Improved Survival in Colorectal Cancer

The results from the VELOUR trial were first presented at the 2011 World Gastrointestinal Cancers Congress, which was organized by the European Society of Medical Oncology (ESMO) and held in Barcelona, Spain. After that meeting, in his Kerr on Oncology videoblog, David Kerr, MD, professor of cancer medicine at Oxford University in the United Kingdom and ESMO president, described the efficacy results as "fascinating."

The addition of aflibercept doubled the response rate, from 10% to 20%, he noted. Progression-free survival was improved by about 2 to 3 months, but most important, overall survival (which was the primary end point of the study) was increased from about 12.0 months to 13.5 months. "I think this is an interesting step forward" in the management of colorectal cancer," Dr. Kerr noted. Aflibercept is "a new tool that we have in second-line [therapy]," he added.

A press release issued by the FDA adds another detail from the clinical trial: median progression-free survival improved from 4.7 months with FOLFIRI alone to 6.9 months with aflibercept plus FOLFIRI.

The FDA notes that the product carries a boxed warning about the risk for severe and sometimes fatal bleeding, including gastrointestinal bleeding, and the risk for "the development of holes in the gastrointestinal tract." In addition, the drug can impair wound healing.

The most common adverse effects observed in patients receiving aflibercept plus FOLFIRI were neutropenia, diarrhea, mouth ulcers, fatigue, hypertension, proteinuria, weight loss, decreased appetite, abdominal pain, and headache.

Where Will it Fit?

Another angiogenesis inhibitor, bevacizumab, is already approved as first-line therapy, and recent clinical trial data suggest that patients might benefit from continuing bevacizumab therapy even after disease progression.

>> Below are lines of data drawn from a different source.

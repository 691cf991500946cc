// Copyright 2022 Chris Gubbin
//
// Licensed under the Apache License, Version 2.0 <LICENSE-APACHE or
// http://apache.org/licenses/LICENSE-2.0> or the MIT license <LICENSE-MIT or
// http://opensource.org/licenses/MIT>, at your option. This file may not be
// copied, modified, or distributed except according to those terms.

/// This module governs the high-level implementation of the command line application
mod configuration;
mod export;
mod styles;
mod telemetry;

pub(crate) use configuration::Configuration;

use crate::assembly::Property;
use crate::bands::BandStructure;
use crate::job::{BuildProblem, JobDescription};
use crate::sweep::{PropertyRequest, Sweep, SweepResult};
use clap::{ArgEnum, Parser};
use color_eyre::eyre::eyre;
use owo_colors::OwoColorize;
use std::fmt;
use std::path::PathBuf;
use styles::Styles;

#[derive(Parser)]
#[clap(author, version, about, long_about = None)]
struct App {
    /// The TOML description of the job
    file_path: Option<PathBuf>,
    #[clap(arg_enum, short, long, default_value = "info")]
    log_level: LogLevel,
    /// Evaluate the electrical conductivity
    #[clap(short = 'e', long)]
    conductivity: bool,
    /// Evaluate the Seebeck coefficient
    #[clap(short, long)]
    seebeck: bool,
    /// Evaluate the electronic thermal conductivity
    #[clap(short = 'k', long = "thermal")]
    thermal_conductivity: bool,
    /// Evaluate the net carrier concentration
    #[clap(short = 'n', long)]
    concentration: bool,
    /// Evaluate the Lorenz tensor
    #[clap(long)]
    lorenz: bool,
    /// Report every property as a full tensor
    #[clap(long)]
    full_tensor: bool,
    /// Directory for the tables and the log, defaults to a timestamped directory in `results`
    #[clap(short, long)]
    output: Option<PathBuf>,
}

#[derive(Copy, Clone, Debug, PartialEq, Eq, PartialOrd, Ord, ArgEnum)]
enum LogLevel {
    Trace,
    Debug,
    Info,
    Warn,
    Error,
}

impl fmt::Display for LogLevel {
    fn fmt(&self, f: &mut fmt::Formatter) -> fmt::Result {
        let level = match self {
            LogLevel::Trace => "trace",
            LogLevel::Debug => "debug",
            LogLevel::Info => "info",
            LogLevel::Warn => "warn",
            LogLevel::Error => "error",
        };
        write!(f, "{level}")
    }
}

impl App {
    /// The properties switched on by flags
    fn flagged_properties(&self) -> Vec<Property> {
        [
            (self.conductivity, Property::Conductivity),
            (self.seebeck, Property::Seebeck),
            (self.thermal_conductivity, Property::ThermalConductivity),
            (self.concentration, Property::Concentration),
            (self.lorenz, Property::Lorenz),
        ]
        .into_iter()
        .filter_map(|(flag, property)| flag.then(|| property))
        .collect()
    }
}

/// Extend the requests of the job with those given on the command line
///
/// A flagged property already present in the job is exported, `full_tensor` applies to every request.
fn merge_requests(
    mut requests: Vec<PropertyRequest>,
    flagged: &[Property],
    full_tensor: bool,
) -> Vec<PropertyRequest> {
    for &property in flagged {
        match requests
            .iter_mut()
            .find(|request| request.property == property)
        {
            Some(request) => request.export_as_table = true,
            None => requests.push(PropertyRequest::new(property)),
        }
    }
    if full_tensor {
        for request in requests.iter_mut() {
            request.full_tensor = true;
        }
    }
    requests
}

/// Parse the command line, run the described job and export its tables
pub fn run() -> color_eyre::Result<()> {
    let cli = App::parse();

    let output = cli
        .output
        .clone()
        .unwrap_or_else(export::default_output_directory);
    std::fs::create_dir_all(&output)?;

    let (subscriber, _guard) = telemetry::get_subscriber(cli.log_level, &output);
    telemetry::init_subscriber(subscriber)?;

    let config = Configuration::build()?;
    let settings = config.sweep_settings();

    let path = cli
        .file_path
        .clone()
        .ok_or(eyre!("A file path needs to be passed."))?;
    let job = JobDescription::build(&path)?;

    let band_structure =
        job.build_band_structure(&settings.integration, &settings.root_finding)?;
    let scattering = job.build_scattering_model()?;
    let requests = merge_requests(
        job.build_requests(),
        &cli.flagged_properties(),
        cli.full_tensor,
    );

    let mut builder = Sweep::builder()
        .with_band_structure(&band_structure)
        .with_scattering_model(&scattering)
        .with_temperatures(job.build_temperatures()?)
        .with_properties(requests)
        .with_settings(settings);
    if let Some(abscissa) = job.build_abscissa()? {
        builder = builder.with_abscissa(abscissa);
    }
    let sweep = builder.build()?;
    let result = sweep.run()?;

    let styles = Styles::for_stdout();
    print_summary(&styles, &band_structure, &result);
    let written = export::write_tables(&output, &result)?;
    println!(
        "{} {} table(s) in {}",
        "Wrote".style(styles.heading_style),
        written.len(),
        output.display()
    );
    Ok(())
}

fn print_summary(styles: &Styles, band_structure: &BandStructure, result: &SweepResult) {
    println!(
        "{} {} band(s), μ = {:.6} eV, n = {:.4e} m^-3 at {} K",
        "Band structure".style(styles.heading_style),
        band_structure.bands().len(),
        band_structure.chemical_potential(),
        band_structure.carrier_density(),
        band_structure.temperature(),
    );
    for grid in &result.grids {
        let values = grid
            .values
            .iter()
            .flatten()
            .map(|tensor| tensor.scalar())
            .collect::<Vec<_>>();
        let (minimum, maximum) = values
            .iter()
            .fold((f64::INFINITY, f64::NEG_INFINITY), |(lo, hi), &value| {
                (lo.min(value), hi.max(value))
            });
        let property = grid.request.property;
        if values.is_empty() {
            println!(
                "{:>34}: {}",
                property.style(styles.property_style),
                "no points evaluated".style(styles.failure_style)
            );
        } else {
            println!(
                "{:>34}: {} points, {} to {} {}",
                property.style(styles.property_style),
                values.len(),
                format!("{minimum:.4e}").style(styles.value_style),
                format!("{maximum:.4e}").style(styles.value_style),
                property.unit()
            );
        }
    }
    if !result.is_complete() {
        println!(
            "{} {} failed slot(s)",
            "Failures".style(styles.failure_style),
            result.failures.len()
        );
        for failure in &result.failures {
            println!(
                "  {} at T = {} K, abscissa = {:e}: {}",
                failure.property,
                failure.temperature,
                failure.abscissa,
                failure.error
            );
        }
    }
}

#[cfg(test)]
mod test {
    use super::merge_requests;
    use crate::assembly::Property;
    use crate::sweep::PropertyRequest;

    #[test]
    fn flags_extend_the_requests_of_the_job() {
        let job = vec![PropertyRequest {
            property: Property::Seebeck,
            full_tensor: false,
            export_as_table: false,
        }];
        let merged = merge_requests(job, &[Property::Seebeck, Property::Lorenz], true);
        assert_eq!(merged.len(), 2);
        assert_eq!(merged[0].property, Property::Seebeck);
        assert!(merged[0].export_as_table);
        assert_eq!(merged[1].property, Property::Lorenz);
        assert!(merged.iter().all(|request| request.full_tensor));
    }

    #[test]
    fn without_flags_the_job_is_unchanged() {
        let job = vec![PropertyRequest::new(Property::Conductivity)];
        assert_eq!(merge_requests(job.clone(), &[], false), job);
    }
}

Dr. Kerr explained that a big clinical question will be whether to continue with bevacizumab in such patients, or whether switch to aflibercept, which has a slightly different approach to angiogenesis inhibition.

"At some stage, we will need head-to-head trials to sort out this dilemma," he noted.

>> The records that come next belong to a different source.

// Copyright 2022 Chris Gubbin
//
// Licensed under the Apache License, Version 2.0 <LICENSE-APACHE or
// http://apache.org/licenses/LICENSE-2.0> or the MIT license <LICENSE-MIT or
// http://opensource.org/licenses/MIT>, at your option. This file may not be
// copied, modified, or distributed except according to those terms.

use std::path::Path;
use tracing::{subscriber::set_global_default, Subscriber};
use tracing_log::LogTracer;
use tracing_subscriber::{layer::SubscriberExt, EnvFilter, Registry};

/// Creates a subscriber which writes to `console::Term::stdout` and to a JSON log `log.json`
/// located in the output directory.
pub(crate) fn get_subscriber(
    env_filter: super::LogLevel,
    output: &Path,
) -> (
    impl Subscriber + Send + Sync,
    tracing_appender::non_blocking::WorkerGuard,
) {
    let env_filter = EnvFilter::try_from_default_env()
        .unwrap_or_else(|_| EnvFilter::new(env_filter.to_string()));

    let fmt_layer = tracing_subscriber::fmt::Layer::new()
        .with_writer(console::Term::stdout)
        .without_time();

    let appender = tracing_appender::rolling::never(output, "log.json");
    let (non_blocking, guard) = tracing_appender::non_blocking(appender);

    (
        Registry::default().with(env_filter).with(fmt_layer).with(
            tracing_subscriber::fmt::Layer::new()
                .with_writer(non_blocking)
                .json(),
        ),
        guard,
    )
}

pub(crate) fn init_subscriber(subscriber: impl Subscriber + Send + Sync) -> color_eyre::Result<()> {
    LogTracer::init()?;
    set_global_default(subscriber)?;
    Ok(())
}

Clinicians are already forming opinions on the basis of the data that are out there, as seen in the discussion recorded by Medscape Medical News after the American Society of Clinical Oncology annual meeting held earlier this year. John Marshall, MD, professor of medicine at Georgetown University Hospital and director of clinical research at the Lombardi Comprehensive Cancer Center in Washington, DC, predicted that aflibercept will find its own niche, but noted that it has a reputation of having a slightly worse adverse-effect profile.

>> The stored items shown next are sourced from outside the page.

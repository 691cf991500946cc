// Copyright 2022 Chris Gubbin
//
// Licensed under the Apache License, Version 2.0 <LICENSE-APACHE or
// http://apache.org/licenses/LICENSE-2.0> or the MIT license <LICENSE-MIT or
// http://opensource.org/licenses/MIT>, at your option. This file may not be
// copied, modified, or distributed except according to those terms.

use super::{Abscissa, PropertyRequest};
use crate::assembly::{Property, PropertyTensor};
use crate::error::TransportError;
use ndarray::Array2;

const TENSOR_COMPONENTS: [&str; 9] = ["xx", "xy", "xz", "yx", "yy", "yz", "zx", "zy", "zz"];

#[derive(Clone, Debug, PartialEq)]
/// A numerical failure at a single grid point
pub struct PointFailure {
    /// The property whose slot was left empty
    pub property: Property,
    /// The (temperature, abscissa) indices of the point
    pub indices: (usize, usize),
    /// Temperature in K
    pub temperature: f64,
    /// The chemical potential in eV or net carrier density in m^-3 of the point
    pub abscissa: f64,
    /// Why the point failed
    pub error: TransportError,
}

#[derive(Clone, Debug)]
/// The values of one requested property over the (temperature, abscissa) grid
pub struct PropertyGrid {
    /// The request the grid answers
    pub request: PropertyRequest,
    /// Indexed by (temperature, abscissa), `None` where the evaluation failed
    pub values: Array2<Option<PropertyTensor>>,
}

#[derive(Clone, Debug, PartialEq)]
/// A rectangular table with one row per grid point, missing cells are `None`
pub struct Table {
    /// Column headers with units
    pub columns: Vec<String>,
    /// One row per grid point
    pub rows: Vec<Vec<Option<f64>>>,
}

#[derive(Clone, Debug)]
/// The outcome of a completed sweep
pub struct SweepResult {
    /// Temperatures in K
    pub temperatures: Vec<f64>,
    /// The second axis
    pub abscissa: Abscissa,
    /// The chemical potential in eV at each point, `None` where the density could not be converted
    pub chemical_potentials: Array2<Option<f64>>,
    /// One grid per request
    pub grids: Vec<PropertyGrid>,
    /// Points which failed, in no particular order
    pub failures: Vec<PointFailure>,
}

impl SweepResult {
    /// The grid of the first request for `property`
    pub fn grid(&self, property: Property) -> Option<&PropertyGrid> {
        self.grids
            .iter()
            .find(|grid| grid.request.property == property)
    }

    /// Whether every slot of every grid was filled
    pub fn is_complete(&self) -> bool {
        self.failures.is_empty()
    }

    /// Tabulate `grid` with one row per point, temperature varying slowest
    pub fn table(&self, grid: &PropertyGrid) -> Table {
        let mut columns = vec!["temperature_K".to_string(), "chemical_potential_eV".to_string()];
        if let Abscissa::CarrierDensities(_) = self.abscissa {
            columns.push("carrier_density_m-3".to_string());
        }
        let symbol = grid.request.property.symbol();
        let tensor_valued =
            grid.request.full_tensor && grid.request.property.needs_transport_moments();
        if tensor_valued {
            columns.extend(
                TENSOR_COMPONENTS
                    .iter()
                    .map(|component| format!("{symbol}_{component}")),
            );
        } else {
            columns.push(symbol.to_string());
        }
        let width = if tensor_valued { 9 } else { 1 };

        let rows = grid
            .values
            .indexed_iter()
            .map(|((i, j), value)| {
                let mut row = vec![Some(self.temperatures[i]), self.chemical_potentials[[i, j]]];
                if let Abscissa::CarrierDensities(densities) = &self.abscissa {
                    row.push(Some(densities[j]));
                }
                match value {
                    Some(tensor) => row.extend(tensor.components().into_iter().map(Some)),
                    None => row.extend(std::iter::repeat(None).take(width)),
                }
                row
            })
            .collect();

        Table { columns, rows }
    }

    /// Tables of every grid whose request asked for tabular export
    pub fn tables(&self) -> Vec<(&PropertyGrid, Table)> {
        self.grids
            .iter()
            .filter(|grid| grid.request.export_as_table)
            .map(|grid| (grid, self.table(grid)))
            .collect()
    }
}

"If I had a very stable...metastatic colon [cancer] patient who has been 12 months on frontline therapy with subtle progression, I would probably keep that patient on bevacizumab," he said.

However, in a patient who is not having a good response and who has rapidly progressing cancer, "I might consider trying aflibercept as a different approach. Maybe I [could] get a...bit more mileage from that approach," he added.

He noted that there is a third biologic option for patients with colorectal KRAS wild-type tumors — epidermal growth factor receptor inhibitors such as cetuximab and panitumumab.